● Exercise requirements: Make an exact copy of all the records.

[Source records]
____________
use std::path::Path;
use std::time::Duration;

use serde::{Deserialize, Serialize};

use crate::error::{OxkairError, Result};
use crate::types::{FailurePolicy, Severity};

/// Top-level Oxkair configuration.
#[derive(Debug, Clone, Default, Serialize, Deserialize)]
pub struct AppConfig {
    #[serde(default)]
    pub engine: EngineConfig,
    /// Scripted pipeline definition used by the CLI.
    #[serde(default)]
    pub agents: Vec<AgentSpec>,
}

#[derive(Debug, Clone, Serialize, Deserialize)]
pub struct EngineConfig {
    #[serde(default)]
    pub failure_policy: FailurePolicy,
    /// Whole-run deadline in seconds. None = no deadline.
    #[serde(default)]
    pub run_timeout_secs: Option<u64>,
    /// Upper bound on concurrently running pathways. None or 0 = unbounded.
    #[serde(default)]
    pub max_concurrent_pathways: Option<usize>,
    /// Capacity of the progress broadcast channel.
    #[serde(default = "default_progress_capacity")]
    pub progress_capacity: usize,
}

impl Default for EngineConfig {
    fn default() -> Self {
        Self {
            failure_policy: FailurePolicy::default(),
            run_timeout_secs: None,
            max_concurrent_pathways: None,
            progress_capacity: default_progress_capacity(),
        }
    }
}

impl EngineConfig {
    pub fn run_timeout(&self) -> Option<Duration> {
        self.run_timeout_secs.map(Duration::from_secs)
    }

    /// Effective pathway concurrency limit.
    pub fn concurrency_limit(&self) -> Option<usize> {
        self.max_concurrent_pathways.filter(|n| *n > 0)
    }
}

fn default_progress_capacity() -> usize { 256 }

/// One scripted agent in a pipeline file.
#[derive(Debug, Clone, Serialize, Deserialize)]
pub struct AgentSpec {
    pub id: String,
    pub produces: String,
    #[serde(default)]
    pub requires: Vec<String>,
    /// Value the agent writes to its step. Defaults to a small summary object.
    #[serde(default)]
    pub output: Option<serde_json::Value>,
    /// Simulated latency.
    #[serde(default)]
    pub delay_ms: u64,
    /// Make the agent fail with this severity.
    #[serde(default)]
    pub fail: Option<Severity>,
    #[serde(default)]
    pub message: Option<String>,
    #[serde(default)]
    pub evidence: Vec<String>,
}

impl AppConfig {
    /// Load config from a TOML file, with env var expansion.
    pub fn load(path: &Path) -> Result<Self> {
        let content = std::fs::read_to_string(path)
            .map_err(|_| OxkairError::ConfigNotFound(path.display().to_string()))?;

        Self::parse(&content)
    }

    /// Parse config text, expanding `${ENV_VAR}` references first.
    pub fn parse(content: &str) -> Result<Self> {
        let expanded = expand_env_vars(content);

        toml::from_str(&expanded).map_err(|e| OxkairError::Config(e.to_string()))
    }
}

fn expand_env_vars(input: &str) -> String {
    let mut result = String::with_capacity(input.len());
    let mut chars = input.chars().peekable();

    while let Some(c) = chars.next() {
        if c == '$' && chars.peek() == Some(&'{') {
            chars.next(); // consume '{'
            let mut var_name = String::new();
            for c in chars.by_ref() {
                if c == '}' {
                    break;
                }
                var_name.push(c);
            }
            match std::env::var(&var_name) {
                Ok(val) => result.push_str(&val),
                Err(_) => {
                    // Keep original if env var not set
                    result.push_str(&format!("${{{}}}", var_name));
                }
            }
        } else {
            result.push(c);
        }
    }
    result
}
____________
● Finished task:
use std::path::Path;
use std::time::Duration;

use serde::{Deserialize, Serialize};

use crate::error::{OxkairError, Result};
use crate::types::{FailurePolicy, Severity};

/// Top-level Oxkair configuration.
#[derive(Debug, Clone, Default, Serialize, Deserialize)]
pub struct AppConfig {
    #[serde(default)]
    pub engine: EngineConfig,
    /// Scripted pipeline definition used by the CLI.
    #[serde(default)]
    pub agents: Vec<AgentSpec>,
}

#[derive(Debug, Clone, Serialize, Deserialize)]
pub struct EngineConfig {
    #[serde(default)]
    pub failure_policy: FailurePolicy,
    /// Whole-run deadline in seconds. None = no deadline.
    #[serde(default)]
    pub run_timeout_secs: Option<u64>,
    /// Upper bound on concurrently running pathways. None or 0 = unbounded.
    #[serde(default)]
    pub max_concurrent_pathways: Option<usize>,
    /// Capacity of the progress broadcast channel.
    #[serde(default = "default_progress_capacity")]
    pub progress_capacity: usize,
}

impl Default for EngineConfig {
    fn default() -> Self {
        Self {
            failure_policy: FailurePolicy::default(),
            run_timeout_secs: None,
            max_concurrent_pathways: None,
            progress_capacity: default_progress_capacity(),
        }
    }
}

impl EngineConfig {
    pub fn run_timeout(&self) -> Option<Duration> {
        self.run_timeout_secs.map(Duration::from_secs)
    }

    /// Effective pathway concurrency limit.
    pub fn concurrency_limit(&self) -> Option<usize> {
        self.max_concurrent_pathways.filter(|n| *n > 0)
    }
}

fn default_progress_capacity() -> usize { 256 }

/// One scripted agent in a pipeline file.
#[derive(Debug, Clone, Serialize, Deserialize)]
pub struct AgentSpec {
    pub id: String,
    pub produces: String,
    #[serde(default)]
    pub requires: Vec<String>,
    /// Value the agent writes to its step. Defaults to a small summary object.
    #[serde(default)]
    pub output: Option<serde_json::Value>,
    /// Simulated latency.
    #[serde(default)]
    pub delay_ms: u64,
    /// Make the agent fail with this severity.
    #[serde(default)]
    pub fail: Option<Severity>,
    #[serde(default)]
    pub message: Option<String>,
    #[serde(default)]
    pub evidence: Vec<String>,
}

impl AppConfig {
    /// Load config from a TOML file, with env var expansion.
    pub fn load(path: &Path) -> Result<Self> {
        let content = std::fs::read_to_string(path)
            .map_err(|_| OxkairError::ConfigNotFound(path.display().to_string()))?;

        Self::parse(&content)
    }

    /// Parse config text, expanding `${ENV_VAR}` references first.
    pub fn parse(content: &str) -> Result<Self> {
        let expanded = expand_env_vars(content);

        toml::from_str(&expanded).map_err(|e| OxkairError::Config(e.to_string()))
    }
}

fn expand_env_vars(input: &str) -> String {
    let mut result = String::with_capacity(input.len());
    let mut chars = input.chars().peekable();

    while let Some(c) = chars.next() {
        if c == '$' && chars.peek() == Some(&'{') {
            chars.next(); // consume '{'
            let mut var_name = String::new();
            for c in chars.by_ref() {
                if c == '}' {
                    break;
                }
                var_name.push(c);
            }
            match std::env::var(&var_name) {
                Ok(val) => result.push_str(&val),
                Err(_) => {
                    // Keep original if env var not set
                    result.push_str(&format!("${{{}}}", var_name));
                }
            }
        } else {
            result.push(c);
        }
    }
    result
}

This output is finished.